Town & Country Planning, January 2014
The political thinker Benjamin Barber hit the headlines a decade or so ago with his book Jihad versus McWorld.
It was a clever idea, which of course was highly controversial at the time. Whatever you might say about global corporate power, they rarely chop people’s heads off. But it was an interesting juxtaposition which encouraged the search for some more tolerant diverse solution on a better dimension, more supportive of democracy.
Since then, Barber has been wrestling with the problem of why things don’t work, with a series of the kind of thinks that think-tankers do these days – have a TED talk, do an interview with Prospect magazine over here, and write a book of course.
He represents the New York think-tank Demos (pronounced differently from our think tank of the same name), which has a excellent track record in bottom up solutions, notably a recent report on banks run by state governments in the US, like the now famous Bank of North Dakota.
So I am in some sympathy with his position.
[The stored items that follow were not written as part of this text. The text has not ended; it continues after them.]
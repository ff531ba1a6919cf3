//! Integration tests for Anyfind
//!
//! Note: a returned chain is outermost-first; the empty chain means the
//! haystack contains a value literally. When several chains explain a
//! match, whichever race branch resolves first wins, so tests accept any
//! sound chain where more than one exists.

use std::io::Read;

use anyfind::{AddConfig, FindConfig, Searcher, SearcherError};
use flate2::read::{DeflateEncoder, GzEncoder};
use flate2::Compression;
use sha2::{Digest, Sha256};

fn chain(parts: &[&str]) -> Option<Vec<String>> {
    Some(parts.iter().map(|part| part.to_string()).collect())
}

fn gzip(data: &[u8]) -> Vec<u8> {
    let mut out = Vec::new();
    GzEncoder::new(data, Compression::default())
        .read_to_end(&mut out)
        .unwrap();
    out
}

fn deflate_raw(data: &[u8]) -> Vec<u8> {
    let mut out = Vec::new();
    DeflateEncoder::new(data, Compression::default())
        .read_to_end(&mut out)
        .unwrap();
    out
}

fn sha256(data: &[u8]) -> Vec<u8> {
    Sha256::digest(data).to_vec()
}

/// A base64-wrapped value is found one decode layer in.
#[tokio::test]
async fn test_base64_wrapped_value() {
    let mut searcher = Searcher::new();
    searcher.add_value(b"first").unwrap();

    let found = searcher.find_value_in(b"Zmlyc3Q=").await.unwrap();
    assert_eq!(found, chain(&["base64"]));
}

/// A hex-wrapped value is found one decode layer in.
#[tokio::test]
async fn test_hex_wrapped_value() {
    let mut searcher = Searcher::new();
    searcher.add_value(b"second1234567890").unwrap();

    let haystack = hex::encode(b"second1234567890");
    let found = searcher.find_value_in(haystack.as_bytes()).await.unwrap();
    assert_eq!(found, chain(&["hex"]));
}

/// A value inside a gzipped JSON document needs the compress layer peeled
/// first, then the JSON string-literal layer.
#[tokio::test]
async fn test_value_in_gzipped_json() {
    let value = "\"some value!\" \u{1F60E}";
    let mut searcher = Searcher::new();
    searcher.add_value(value.as_bytes()).unwrap();

    let document = serde_json::json!({ "stuff": value, "more": "idk" }).to_string();
    let haystack = gzip(document.as_bytes());

    let found = searcher.find_value_in(&haystack).await.unwrap();
    assert_eq!(found, chain(&["compress", "json-string"]));
}

/// Raw-deflated data wrapped in base64 and surrounded by query noise:
/// both decode layers are discovered even with no encoded needles at all.
#[tokio::test]
async fn test_base64_deflate_surrounded() {
    let mut searcher = Searcher::new();
    let config = AddConfig {
        max_encode_layers: 0,
        ..AddConfig::default()
    };
    searcher.add_value_with_config(b"value", &config).unwrap();

    let compressed = deflate_raw(&b"value".repeat(100));
    let encoded = base64::Engine::encode(&base64::engine::general_purpose::STANDARD, &compressed);
    let haystack = format!("stuff={}; more=idk", encoded);

    let found = searcher.find_value_in(haystack.as_bytes()).await.unwrap();
    assert_eq!(found, chain(&["base64", "compress"]));
}

/// A double hash is matched through pre-computed needles; a triple hash
/// exceeds the encode budget and stays invisible.
#[tokio::test]
async fn test_double_hash_found_triple_not() {
    let mut searcher = Searcher::new();
    searcher.add_value(b"value2").unwrap();

    let double = sha256(&sha256(b"value2"));
    let found = searcher.find_value_in(&double).await.unwrap();
    assert_eq!(found, chain(&["sha256", "sha256"]));

    let triple = sha256(&sha256(&sha256(b"value2")));
    let found = searcher.find_value_in(&triple).await.unwrap();
    assert_eq!(found, None);
}

/// A multipart body carrying hex(sha256(value)) in a field: the hex token
/// is reachable both through the multipart parser and directly in the
/// body, so two chains are sound.
#[tokio::test]
async fn test_multipart_field_with_hashed_email() {
    let mut searcher = Searcher::new();
    searcher.add_value(b"mail@example.com").unwrap();

    let digest = hex::encode(sha256(b"mail@example.com"));
    let haystack = format!(
        "--boundary123\r\n\
         Content-Disposition: form-data; name=\"uid\"\r\n\
         \r\n\
         {}\r\n\
         --boundary123--\r\n",
        digest
    );

    let found = searcher.find_value_in(haystack.as_bytes()).await.unwrap();
    let accepted = [
        chain(&["hex", "sha256"]),
        chain(&["form-data", "hex", "sha256"]),
    ];
    assert!(accepted.contains(&found), "unexpected chain: {:?}", found);
}

/// LZ-String's base64 rendering: the base64 layer is peeled by the base64
/// transformer (including its ragged-tail repair), then LZ-String
/// decompression exposes the value.
#[tokio::test]
async fn test_lz_string_base64_rendering() {
    let mut searcher = Searcher::new();
    searcher.add_value(b"value").unwrap();

    let haystack = lz_str::compress_to_base64("value");
    let found = searcher.find_value_in(haystack.as_bytes()).await.unwrap();
    assert_eq!(found, chain(&["base64", "lz-string"]));
}

/// LZ-String's byte rendering decodes directly.
#[tokio::test]
async fn test_lz_string_bytes_rendering() {
    let mut searcher = Searcher::new();
    searcher.add_value(b"value").unwrap();

    let haystack = lz_str::compress_to_uint8_array("value");
    let found = searcher.find_value_in(&haystack).await.unwrap();
    assert_eq!(found, chain(&["lz-string"]));
}

/// Percent-escaped values decode through the uri layer, with `+` read as
/// a space.
#[tokio::test]
async fn test_uri_encoded_value() {
    let mut searcher = Searcher::new();
    searcher.add_value(b"a value!").unwrap();

    let found = searcher
        .find_value_in(b"q=a%20value%21&lang=en")
        .await
        .unwrap();
    assert_eq!(found, chain(&["uri"]));

    let found = searcher.find_value_in(b"q=a+value%21").await.unwrap();
    assert_eq!(found, chain(&["uri"]));
}

/// Entity-encoded markup decodes through the html-entities layer.
#[tokio::test]
async fn test_html_entity_encoded_value() {
    let mut searcher = Searcher::new();
    searcher.add_value(b"<session token>").unwrap();

    let found = searcher
        .find_value_in(b"<input value=&lt;session token&gt; disabled>")
        .await
        .unwrap();
    assert_eq!(found, chain(&["html-entities"]));
}

/// Absent values settle to None, not an error.
#[tokio::test]
async fn test_absence_returns_none() {
    let mut searcher = Searcher::new();
    searcher.add_value(b"not-present-anywhere").unwrap();

    let found = searcher
        .find_value_in(b"aGVsbG8= 6465616462656566 q=a%20b")
        .await
        .unwrap();
    assert_eq!(found, None);
}

/// Decode bound honoring: with zero decode layers the searcher degrades
/// to a literal scan.
#[tokio::test]
async fn test_zero_decode_layers_is_literal_scan() {
    let mut searcher = Searcher::new();
    searcher.add_value(b"plain").unwrap();

    let config = FindConfig {
        max_decode_layers: 0,
        ..FindConfig::default()
    };

    let found = searcher
        .find_value_in_with_config(b"xx plain xx", &config)
        .await
        .unwrap();
    assert_eq!(found, chain(&[]));

    // base64("plain") = "cGxhaW4=" requires one decode layer.
    let found = searcher
        .find_value_in_with_config(b"cGxhaW4=", &config)
        .await
        .unwrap();
    assert_eq!(found, None);
}

/// Terminal-layer policy: with a single encode layer that must be
/// non-reversible, a base64 haystack is invisible at decode depth zero;
/// relaxing the policy makes the base64 form itself a needle.
#[tokio::test]
async fn test_terminal_layer_policy() {
    let haystack = b"dHJhY2tlZA=="; // base64("tracked")
    let find_config = FindConfig {
        max_decode_layers: 0,
        ..FindConfig::default()
    };

    let mut strict = Searcher::new();
    strict
        .add_value_with_config(
            b"tracked",
            &AddConfig {
                max_encode_layers: 1,
                ..AddConfig::default()
            },
        )
        .unwrap();
    let found = strict
        .find_value_in_with_config(haystack, &find_config)
        .await
        .unwrap();
    assert_eq!(found, None);

    let mut relaxed = Searcher::new();
    relaxed
        .add_value_with_config(
            b"tracked",
            &AddConfig {
                max_encode_layers: 1,
                end_with_non_reversible_layer: false,
                ..AddConfig::default()
            },
        )
        .unwrap();
    let found = relaxed
        .find_value_in_with_config(haystack, &find_config)
        .await
        .unwrap();
    assert_eq!(found, chain(&["base64"]));
}

/// Multiple values share one searcher; each is found independently.
#[tokio::test]
async fn test_multiple_values() {
    let searcher = Searcher::from_values(["alpha-secret", "beta-secret"]).unwrap();

    let found = searcher.find_value_in(b"YWxwaGEtc2VjcmV0").await.unwrap();
    assert_eq!(found, chain(&["base64"]));

    let found = searcher
        .find_value_in(hex::encode(b"beta-secret").as_bytes())
        .await
        .unwrap();
    assert_eq!(found, chain(&["hex"]));
}

/// Concurrent searches over one searcher return the same results as
/// sequential ones.
#[tokio::test]
async fn test_concurrent_searches_agree() {
    let mut searcher = Searcher::new();
    searcher.add_value(b"first").unwrap();
    searcher.add_value(b"second1234567890").unwrap();

    let haystacks: Vec<Vec<u8>> = vec![
        b"Zmlyc3Q=".to_vec(),
        hex::encode(b"second1234567890").into_bytes(),
        b"nothing to see".to_vec(),
        gzip(b"wrapped first wrapped"),
    ];

    let mut sequential = Vec::new();
    for haystack in &haystacks {
        sequential.push(searcher.find_value_in(haystack).await.unwrap());
    }

    let concurrent = futures::future::join_all(
        haystacks
            .iter()
            .map(|haystack| searcher.find_value_in(haystack)),
    )
    .await;
    let concurrent: Vec<_> = concurrent.into_iter().map(Result::unwrap).collect();

    assert_eq!(sequential, concurrent);
    assert_eq!(sequential[0], chain(&["base64"]));
    assert_eq!(sequential[1], chain(&["hex"]));
    assert_eq!(sequential[2], None);
    assert_eq!(sequential[3], chain(&["compress"]));
}

/// Contract violations fail fast and leave the searcher usable.
#[tokio::test]
async fn test_contract_violations() {
    let mut searcher = Searcher::new();

    assert!(matches!(
        searcher.add_value(b""),
        Err(SearcherError::EmptyValue)
    ));
    assert!(matches!(
        searcher.find_value_in(b"haystack").await,
        Err(SearcherError::NoValuesAdded)
    ));

    searcher.add_value(b"recovered").unwrap();
    let found = searcher.find_value_in(b"cmVjb3ZlcmVk").await.unwrap();
    assert_eq!(found, chain(&["base64"]));
}

/// Arbitrary binary values survive a two-layer textual encoding chain.
#[tokio::test]
async fn test_random_binary_value_two_layers() {
    use rand::RngCore;

    let mut value = [0u8; 32];
    rand::thread_rng().fill_bytes(&mut value);

    let mut searcher = Searcher::new();
    searcher.add_value(&value).unwrap();

    let haystack = base64::Engine::encode(
        &base64::engine::general_purpose::STANDARD,
        hex::encode(value).as_bytes(),
    );
    let found = searcher.find_value_in(haystack.as_bytes()).await.unwrap();
    assert_eq!(found, chain(&["base64", "hex"]));
}

/// Needle soundness: every pre-computed needle's chain names its own
/// outermost encoder first, and raw values carry the empty chain.
#[test]
fn test_needle_chains_are_outermost_first() {
    let mut searcher = Searcher::new();
    searcher.add_value(b"value2").unwrap();

    let raw_needles: Vec<_> = searcher
        .needles()
        .iter()
        .filter(|needle| needle.is_raw_value())
        .collect();
    assert_eq!(raw_needles.len(), 1);
    assert_eq!(raw_needles[0].buffer, b"value2");

    // The single-layer sha256 needle is the digest of the value; the
    // double-layer one is the digest of the digest.
    let digest = sha256(b"value2");
    assert!(searcher
        .needles()
        .iter()
        .any(|needle| needle.chain == vec!["sha256".to_string()] && needle.buffer == digest));
    let double = sha256(&digest);
    assert!(searcher.needles().iter().any(
        |needle| needle.chain == vec!["sha256".to_string(), "sha256".to_string()]
            && needle.buffer == double
    ));
}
Having worked in government for most of 2012, and rather unexpectedly found my own political party in government, when I had been involved in developing policy for it, I have been wrestling with the same problem myself.
Why is it that government finds itself so powerless in the face of forces which they might, in previous generations, have tackled without a backward glance?
The answer, I believe, lies partly in the sheer complexity of modern government at a nation state level. Any change tends to involve a whole series of unexpected side-effects which seem completely unpredictable, even by insiders.
It is usually easier to do nothing,. Certainly if action means unravelling a central compromises which greater objectives depend on (the energy market springs to mind).
Then there is the frustration of ministers, who come to suspect that their own civil servants are undermining them, because of the staggeringly slow progress towards any kind of policy shift, and keep back their best ideas until too late in the programme to be able to evaluate them properly.
And so it goes on. So when I heard Benjamin Barber’s TED talk, with the same title of his book, If Mayors Ruled the World, I thought he had hit on a potential way out of the impasse.
Because national governments are so remote from the real policy levers that they fiddle with them hopelessly, unaware – as Sir Keith Joseph said so famously – that they are not connected to anything. But mayors don’t have to: they have the levers right before them, at least for local action.
As he said in his lecture, Barber only had to articulate this question to himself to realise that, in some ways, mayors already do rule the world. Or they do if they realise they can.
This is particularly true of the high profile, entrepreneurial, plenipotentiary American mayors, but it seems also to be true increasingly of our own – or, in the absence of mayors, the leaders of our industrial cities.
The UK has its own typically compromised and yet enlightened approach to this. The government’s City Deals allow councils to draw down the powers to make things happen, once they have put forward innovative plans to central government for approval.
It is being extended to other cities, and quite rightly, though it is generally acknowledged that the City Deals have worked – where they have worked – despite, not because, of the system. The old bureaucracy at the centre clings jealously to its old privileges.
These are important issues for us i the UK, because we remain uniquely hidebound by centralised sclerosis. Barber’s book is attracting attention in the USA because they have a federal political sclerosis of a different kind. The idea that mayors may already be making things happen despite it is a huge relief.
And they are doing so because of the sheer pragmatism of mayors. They have to make things work. They use the same roads as the people they administer, use the same transport and service systems. They can’t hide behind ideology or national policy, unless it actually helps them solve problems.
But Barber goes further. He imagines a future where the mayors club together and bypass national governments, and do so internationally as well.
And once again, he has only to say it, and you realise it is happening already.